Word for word, return the lines from the start of the entries below through the line that has "development server. Callers".

Collected data entries
BEGIN
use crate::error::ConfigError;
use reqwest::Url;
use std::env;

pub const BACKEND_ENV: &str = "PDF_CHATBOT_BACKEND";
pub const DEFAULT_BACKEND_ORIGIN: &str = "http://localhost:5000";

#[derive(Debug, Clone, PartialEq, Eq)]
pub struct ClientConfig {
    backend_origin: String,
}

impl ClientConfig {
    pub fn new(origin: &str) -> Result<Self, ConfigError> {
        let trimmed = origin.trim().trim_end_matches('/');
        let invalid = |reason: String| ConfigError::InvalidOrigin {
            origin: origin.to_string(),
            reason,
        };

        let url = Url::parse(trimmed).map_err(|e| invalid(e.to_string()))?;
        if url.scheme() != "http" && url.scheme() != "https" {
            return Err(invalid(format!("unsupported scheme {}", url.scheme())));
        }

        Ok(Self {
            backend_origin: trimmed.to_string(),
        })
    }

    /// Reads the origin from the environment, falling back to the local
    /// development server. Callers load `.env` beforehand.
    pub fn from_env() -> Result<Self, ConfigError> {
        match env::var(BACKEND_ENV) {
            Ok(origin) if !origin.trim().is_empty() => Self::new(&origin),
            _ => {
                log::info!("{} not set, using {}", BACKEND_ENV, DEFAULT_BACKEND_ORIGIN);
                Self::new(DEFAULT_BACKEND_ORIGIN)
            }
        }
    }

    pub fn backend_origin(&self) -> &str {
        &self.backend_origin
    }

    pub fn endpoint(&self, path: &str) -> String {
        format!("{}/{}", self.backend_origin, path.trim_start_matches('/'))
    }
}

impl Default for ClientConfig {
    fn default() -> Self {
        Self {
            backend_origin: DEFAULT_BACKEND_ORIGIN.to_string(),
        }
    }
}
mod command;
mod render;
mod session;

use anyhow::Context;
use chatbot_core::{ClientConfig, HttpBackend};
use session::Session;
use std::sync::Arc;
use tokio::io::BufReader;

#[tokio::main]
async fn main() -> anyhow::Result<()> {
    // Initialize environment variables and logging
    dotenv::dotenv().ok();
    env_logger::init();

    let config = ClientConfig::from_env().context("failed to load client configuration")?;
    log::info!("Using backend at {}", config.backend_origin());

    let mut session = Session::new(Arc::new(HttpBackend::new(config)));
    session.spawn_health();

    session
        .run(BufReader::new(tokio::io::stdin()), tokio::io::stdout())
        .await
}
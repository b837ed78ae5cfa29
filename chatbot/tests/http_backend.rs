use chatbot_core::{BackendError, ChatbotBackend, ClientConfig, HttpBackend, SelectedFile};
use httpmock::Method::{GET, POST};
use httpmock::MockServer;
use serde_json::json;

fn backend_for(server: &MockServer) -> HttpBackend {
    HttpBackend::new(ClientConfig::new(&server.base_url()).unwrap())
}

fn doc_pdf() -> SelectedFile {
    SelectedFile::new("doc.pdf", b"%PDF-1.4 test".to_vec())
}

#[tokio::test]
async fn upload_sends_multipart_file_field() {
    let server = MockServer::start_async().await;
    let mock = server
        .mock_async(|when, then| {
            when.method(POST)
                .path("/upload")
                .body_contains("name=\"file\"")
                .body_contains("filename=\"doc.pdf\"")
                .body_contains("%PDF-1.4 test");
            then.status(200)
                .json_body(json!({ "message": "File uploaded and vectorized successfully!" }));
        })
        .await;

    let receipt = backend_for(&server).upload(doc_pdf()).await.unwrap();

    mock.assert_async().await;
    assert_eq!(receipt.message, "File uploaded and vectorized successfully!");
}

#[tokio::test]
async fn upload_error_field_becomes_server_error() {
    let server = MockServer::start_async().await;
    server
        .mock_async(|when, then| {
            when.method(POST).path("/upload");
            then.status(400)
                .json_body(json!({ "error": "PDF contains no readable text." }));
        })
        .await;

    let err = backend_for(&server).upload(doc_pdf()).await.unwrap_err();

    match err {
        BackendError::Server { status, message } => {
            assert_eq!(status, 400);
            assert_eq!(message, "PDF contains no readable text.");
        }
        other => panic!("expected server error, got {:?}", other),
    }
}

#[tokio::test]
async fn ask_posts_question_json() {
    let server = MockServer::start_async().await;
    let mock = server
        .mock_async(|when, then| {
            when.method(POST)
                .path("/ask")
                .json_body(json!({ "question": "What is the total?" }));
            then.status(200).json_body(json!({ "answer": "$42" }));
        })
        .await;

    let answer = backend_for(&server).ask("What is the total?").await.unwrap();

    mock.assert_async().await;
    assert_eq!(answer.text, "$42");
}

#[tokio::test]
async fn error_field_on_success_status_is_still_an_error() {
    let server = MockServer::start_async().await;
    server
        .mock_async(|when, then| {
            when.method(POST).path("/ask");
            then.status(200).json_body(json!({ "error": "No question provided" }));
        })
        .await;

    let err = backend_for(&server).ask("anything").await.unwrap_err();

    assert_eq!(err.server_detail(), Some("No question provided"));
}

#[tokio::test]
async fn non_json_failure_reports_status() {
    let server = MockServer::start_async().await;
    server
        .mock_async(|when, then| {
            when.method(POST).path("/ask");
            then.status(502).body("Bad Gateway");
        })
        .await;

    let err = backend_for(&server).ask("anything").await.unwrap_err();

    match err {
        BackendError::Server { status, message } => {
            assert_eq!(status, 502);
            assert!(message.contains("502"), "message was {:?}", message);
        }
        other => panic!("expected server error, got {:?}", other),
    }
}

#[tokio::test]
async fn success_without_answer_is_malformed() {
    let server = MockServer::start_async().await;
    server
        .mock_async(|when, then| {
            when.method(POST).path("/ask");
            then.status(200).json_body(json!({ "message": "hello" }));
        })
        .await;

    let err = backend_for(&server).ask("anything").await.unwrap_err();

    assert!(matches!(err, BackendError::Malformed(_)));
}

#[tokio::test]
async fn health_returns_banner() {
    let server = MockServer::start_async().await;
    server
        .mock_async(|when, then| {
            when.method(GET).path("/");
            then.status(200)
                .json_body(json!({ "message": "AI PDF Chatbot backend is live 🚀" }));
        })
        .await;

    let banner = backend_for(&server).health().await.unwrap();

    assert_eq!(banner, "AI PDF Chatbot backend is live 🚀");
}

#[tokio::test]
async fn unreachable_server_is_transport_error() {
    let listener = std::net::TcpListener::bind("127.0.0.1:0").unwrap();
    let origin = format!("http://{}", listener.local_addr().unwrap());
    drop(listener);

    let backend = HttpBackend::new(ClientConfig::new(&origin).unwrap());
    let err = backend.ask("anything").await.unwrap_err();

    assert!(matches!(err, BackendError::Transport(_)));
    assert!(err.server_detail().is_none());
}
END
ANSWER SPACE >>
use crate::error::ConfigError;
use reqwest::Url;
use std::env;

pub const BACKEND_ENV: &str = "PDF_CHATBOT_BACKEND";
pub const DEFAULT_BACKEND_ORIGIN: &str = "http://localhost:5000";

#[derive(Debug, Clone, PartialEq, Eq)]
pub struct ClientConfig {
    backend_origin: String,
}

impl ClientConfig {
    pub fn new(origin: &str) -> Result<Self, ConfigError> {
        let trimmed = origin.trim().trim_end_matches('/');
        let invalid = |reason: String| ConfigError::InvalidOrigin {
            origin: origin.to_string(),
            reason,
        };

        let url = Url::parse(trimmed).map_err(|e| invalid(e.to_string()))?;
        if url.scheme() != "http" && url.scheme() != "https" {
            return Err(invalid(format!("unsupported scheme {}", url.scheme())));
        }

        Ok(Self {
            backend_origin: trimmed.to_string(),
        })
    }

    /// Reads the origin from the environment, falling back to the local
    /// development server. Callers load `.env` beforehand.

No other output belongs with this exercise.